Exercise. All of the data must be returned word for word.

*** Task material Section Begins ***

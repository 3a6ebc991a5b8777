// SUBACK packet, grounded on hebo's codec::subscribe_ack_packet module.

use crate::base::{DecodePacket, EncodePacket, PacketId, QoS};
use crate::byte_array::{self, ByteArray};
use crate::error::{DecodeError, EncodeError};
use crate::header::{FixedHeader, PacketType};

/// A single SUBACK payload entry: the granted QoS, or a failure code
/// (0x80) if the server refused the corresponding subscription
/// [MQTT-3.9.3-2].
#[derive(Clone, Copy, Debug, Eq, PartialEq)]
pub enum SubscribeAck {
    QoS(QoS),
    Failure,
}

impl From<SubscribeAck> for u8 {
    fn from(ack: SubscribeAck) -> Self {
        match ack {
            SubscribeAck::QoS(qos) => qos.into(),
            SubscribeAck::Failure => 0x80,
        }
    }
}

impl TryFrom<u8> for SubscribeAck {
    type Error = DecodeError;

    fn try_from(v: u8) -> Result<Self, Self::Error> {
        if v == 0x80 {
            return Ok(Self::Failure);
        }
        QoS::try_from(v).map(Self::QoS)
    }
}

#[derive(Clone, Debug, Default, PartialEq)]
pub struct SubscribeAckPacket {
    packet_id: PacketId,
    acks: Vec<SubscribeAck>,
}

impl SubscribeAckPacket {
    #[must_use]
    pub fn with_vec(packet_id: PacketId, acks: Vec<SubscribeAck>) -> Self {
        Self { packet_id, acks }
    }

    #[must_use]
    pub fn packet_id(&self) -> PacketId {
        self.packet_id
    }

    #[must_use]
    pub fn acks(&self) -> &[SubscribeAck] {
        &self.acks
    }
}

impl DecodePacket for SubscribeAckPacket {
    fn decode(ba: &mut ByteArray) -> Result<Self, DecodeError> {
        let fixed_header = FixedHeader::decode(ba)?;
        let packet_id = ba.read_u16()?;
        let n = fixed_header.remaining_length() - 2;
        let mut acks = Vec::with_capacity(n);
        for _ in 0..n {
            acks.push(SubscribeAck::try_from(ba.read_byte()?)?);
        }
        Ok(Self { packet_id, acks })
    }
}

impl EncodePacket for SubscribeAckPacket {
    fn encode(&self, buf: &mut Vec<u8>) -> Result<usize, EncodeError> {
        let mut payload = Vec::new();
        byte_array::write_u16(&mut payload, self.packet_id);
        for ack in &self.acks {
            payload.push(u8::from(*ack));
        }

        let fixed_header = FixedHeader::new(PacketType::SubscribeAck, payload.len())?;
        let start = buf.len();
        fixed_header.encode(buf)?;
        buf.extend_from_slice(&payload);
        Ok(buf.len() - start)
    }
}

#[cfg(test)]
mod tests {
    use super::*;

    #[test]
    fn round_trips_mixed_grants_and_failures() {
        let packet = SubscribeAckPacket::with_vec(
            9,
            vec![SubscribeAck::QoS(QoS::AtLeastOnce), SubscribeAck::Failure],
        );
        let mut buf = Vec::new();
        packet.encode(&mut buf).unwrap();
        let mut ba = ByteArray::new(&buf);
        let decoded = SubscribeAckPacket::decode(&mut ba).unwrap();
        assert_eq!(decoded.packet_id(), 9);
        assert_eq!(
            decoded.acks(),
            &[SubscribeAck::QoS(QoS::AtLeastOnce), SubscribeAck::Failure]
        );
    }
}
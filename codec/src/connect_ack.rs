// CONNACK packet, grounded on hebo's codec::connect_ack_packet module.

use std::convert::TryFrom;

use crate::base::{DecodePacket, EncodePacket};
use crate::byte_array::ByteArray;
use crate::error::{DecodeError, EncodeError};
use crate::header::{FixedHeader, PacketType};

#[derive(Clone, Copy, Debug, Default, Eq, Hash, PartialEq)]
pub enum ConnectReturnCode {
    #[default]
    Accepted = 0,
    UnacceptableProtocolVersion = 1,
    IdentifierRejected = 2,
    ServerUnavailable = 3,
    BadUserNameOrPassword = 4,
    NotAuthorized = 5,
}

impl TryFrom<u8> for ConnectReturnCode {
    type Error = DecodeError;

    fn try_from(v: u8) -> Result<Self, Self::Error> {
        match v {
            0 => Ok(Self::Accepted),
            1 => Ok(Self::UnacceptableProtocolVersion),
            2 => Ok(Self::IdentifierRejected),
            3 => Ok(Self::ServerUnavailable),
            4 => Ok(Self::BadUserNameOrPassword),
            5 => Ok(Self::NotAuthorized),
            _ => Err(DecodeError::InvalidPacketType),
        }
    }
}

#[derive(Clone, Copy, Debug, Default, PartialEq)]
pub struct ConnectAckPacket {
    session_present: bool,
    return_code: ConnectReturnCode,
}

impl ConnectAckPacket {
    #[must_use]
    pub fn new(session_present: bool, return_code: ConnectReturnCode) -> Self {
        Self {
            session_present,
            return_code,
        }
    }

    #[must_use]
    pub fn session_present(&self) -> bool {
        self.session_present
    }

    #[must_use]
    pub fn return_code(&self) -> ConnectReturnCode {
        self.return_code
    }
}

impl DecodePacket for ConnectAckPacket {
    fn decode(ba: &mut ByteArray) -> Result<Self, DecodeError> {
        let _fixed_header = FixedHeader::decode(ba)?;
        let ack_flags = ba.read_byte()?;
        // Bits 7-1 of the Connect Acknowledge Flags are reserved [MQTT-3.2.2-1].
        if ack_flags & 0b1111_1110 != 0 {
            return Err(DecodeError::InvalidPacketFlags);
        }
        let session_present = ack_flags & 0b0000_0001 != 0;
        let return_code = ConnectReturnCode::try_from(ba.read_byte()?)?;
        Ok(Self {
            session_present,
            return_code,
        })
    }
}

impl EncodePacket for ConnectAckPacket {
    fn encode(&self, buf: &mut Vec<u8>) -> Result<usize, EncodeError> {
        let fixed_header = FixedHeader::new(PacketType::ConnectAck, 2)?;
        let start = buf.len();
        fixed_header.encode(buf)?;
        buf.push(u8::from(self.session_present));
        buf.push(self.return_code as u8);
        Ok(buf.len() - start)
    }
}

#[cfg(test)]
mod tests {
    use super::*;

    #[test]
    fn round_trips_accepted_with_session_present() {
        let packet = ConnectAckPacket::new(true, ConnectReturnCode::Accepted);
        let mut buf = Vec::new();
        packet.encode(&mut buf).unwrap();
        let mut ba = ByteArray::new(&buf);
        let decoded = ConnectAckPacket::decode(&mut ba).unwrap();
        assert!(decoded.session_present());
        assert_eq!(decoded.return_code(), ConnectReturnCode::Accepted);
    }
}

*** Task material Section Ends ***

Written answer.
repository 3a6ebc991a5b8777
// SUBACK packet, grounded on hebo's codec::subscribe_ack_packet module.

use crate::base::{DecodePacket, EncodePacket, PacketId, QoS};
use crate::byte_array::{self, ByteArray};
use crate::error::{DecodeError, EncodeError};
use crate::header::{FixedHeader, PacketType};

/// A single SUBACK payload entry: the granted QoS, or a failure code
/// (0x80) if the server refused the corresponding subscription
/// [MQTT-3.9.3-2].
#[derive(Clone, Copy, Debug, Eq, PartialEq)]
pub enum SubscribeAck {
    QoS(QoS),
    Failure,
}

impl From<SubscribeAck> for u8 {
    fn from(ack: SubscribeAck) -> Self {
        match ack {
            SubscribeAck::QoS(qos) => qos.into(),
            SubscribeAck::Failure => 0x80,
        }
    }
}

impl TryFrom<u8> for SubscribeAck {
    type Error = DecodeError;

    fn try_from(v: u8) -> Result<Self, Self::Error> {
        if v == 0x80 {
            return Ok(Self::Failure);
        }
        QoS::try_from(v).map(Self::QoS)
    }
}

#[derive(Clone, Debug, Default, PartialEq)]
pub struct SubscribeAckPacket {
    packet_id: PacketId,
    acks: Vec<SubscribeAck>,
}

impl SubscribeAckPacket {
    #[must_use]
    pub fn with_vec(packet_id: PacketId, acks: Vec<SubscribeAck>) -> Self {
        Self { packet_id, acks }
    }

    #[must_use]
    pub fn packet_id(&self) -> PacketId {
        self.packet_id
    }

    #[must_use]
    pub fn acks(&self) -> &[SubscribeAck] {
        &self.acks
    }
}

impl DecodePacket for SubscribeAckPacket {
    fn decode(ba: &mut ByteArray) -> Result<Self, DecodeError> {
        let fixed_header = FixedHeader::decode(ba)?;
        let packet_id = ba.read_u16()?;
        let n = fixed_header.remaining_length() - 2;
        let mut acks = Vec::with_capacity(n);
        for _ in 0..n {
            acks.push(SubscribeAck::try_from(ba.read_byte()?)?);
        }
        Ok(Self { packet_id, acks })
    }
}

impl EncodePacket for SubscribeAckPacket {
    fn encode(&self, buf: &mut Vec<u8>) -> Result<usize, EncodeError> {
        let mut payload = Vec::new();
        byte_array::write_u16(&mut payload, self.packet_id);
        for ack in &self.acks {
            payload.push(u8::from(*ack));
        }

        let fixed_header = FixedHeader::new(PacketType::SubscribeAck, payload.len())?;
        let start = buf.len();
        fixed_header.encode(buf)?;
        buf.extend_from_slice(&payload);
        Ok(buf.len() - start)
    }
}

#[cfg(test)]
mod tests {
    use super::*;

    #[test]
    fn round_trips_mixed_grants_and_failures() {
        let packet = SubscribeAckPacket::with_vec(
            9,
            vec![SubscribeAck::QoS(QoS::AtLeastOnce), SubscribeAck::Failure],
        );
        let mut buf = Vec::new();
        packet.encode(&mut buf).unwrap();
        let mut ba = ByteArray::new(&buf);
        let decoded = SubscribeAckPacket::decode(&mut ba).unwrap();
        assert_eq!(decoded.packet_id(), 9);
        assert_eq!(
            decoded.acks(),
            &[SubscribeAck::QoS(QoS::AtLeastOnce), SubscribeAck::Failure]
        );
    }
}
filename codec/src/connect_ack.rs
// CONNACK packet, grounded on hebo's codec::connect_ack_packet module.

use std::convert::TryFrom;

use crate::base::{DecodePacket, EncodePacket};
use crate::byte_array::ByteArray;
use crate::error::{DecodeError, EncodeError};
use crate::header::{FixedHeader, PacketType};

#[derive(Clone, Copy, Debug, Default, Eq, Hash, PartialEq)]
pub enum ConnectReturnCode {
    #[default]
    Accepted = 0,
    UnacceptableProtocolVersion = 1,
    IdentifierRejected = 2,
    ServerUnavailable = 3,
    BadUserNameOrPassword = 4,
    NotAuthorized = 5,
}

impl TryFrom<u8> for ConnectReturnCode {
    type Error = DecodeError;

    fn try_from(v: u8) -> Result<Self, Self::Error> {
        match v {
            0 => Ok(Self::Accepted),
            1 => Ok(Self::UnacceptableProtocolVersion),
            2 => Ok(Self::IdentifierRejected),
            3 => Ok(Self::ServerUnavailable),
            4 => Ok(Self::BadUserNameOrPassword),
            5 => Ok(Self::NotAuthorized),
            _ => Err(DecodeError::InvalidPacketType),
        }
    }
}

#[derive(Clone, Copy, Debug, Default, PartialEq)]
pub struct ConnectAckPacket {
    session_present: bool,
    return_code: ConnectReturnCode,
}

impl ConnectAckPacket {
    #[must_use]
    pub fn new(session_present: bool, return_code: ConnectReturnCode) -> Self {
        Self {
            session_present,
            return_code,
        }
    }

    #[must_use]
    pub fn session_present(&self) -> bool {
        self.session_present
    }

    #[must_use]
    pub fn return_code(&self) -> ConnectReturnCode {
        self.return_code
    }
}

impl DecodePacket for ConnectAckPacket {
    fn decode(ba: &mut ByteArray) -> Result<Self, DecodeError> {
        let _fixed_header = FixedHeader::decode(ba)?;
        let ack_flags = ba.read_byte()?;
        // Bits 7-1 of the Connect Acknowledge Flags are reserved [MQTT-3.2.2-1].
        if ack_flags & 0b1111_1110 != 0 {
            return Err(DecodeError::InvalidPacketFlags);
        }
        let session_present = ack_flags & 0b0000_0001 != 0;
        let return_code = ConnectReturnCode::try_from(ba.read_byte()?)?;
        Ok(Self {
            session_present,
            return_code,
        })
    }
}

impl EncodePacket for ConnectAckPacket {
    fn encode(&self, buf: &mut Vec<u8>) -> Result<usize, EncodeError> {
        let fixed_header = FixedHeader::new(PacketType::ConnectAck, 2)?;
        let start = buf.len();
        fixed_header.encode(buf)?;
        buf.push(u8::from(self.session_present));
        buf.push(self.return_code as u8);
        Ok(buf.len() - start)
    }
}

#[cfg(test)]
mod tests {
    use super::*;

    #[test]
    fn round_trips_accepted_with_session_present() {
        let packet = ConnectAckPacket::new(true, ConnectReturnCode::Accepted);
        let mut buf = Vec::new();
        packet.encode(&mut buf).unwrap();
        let mut ba = ByteArray::new(&buf);
        let decoded = ConnectAckPacket::decode(&mut ba).unwrap();
        assert!(decoded.session_present());
        assert_eq!(decoded.return_code(), ConnectReturnCode::Accepted);
    }
}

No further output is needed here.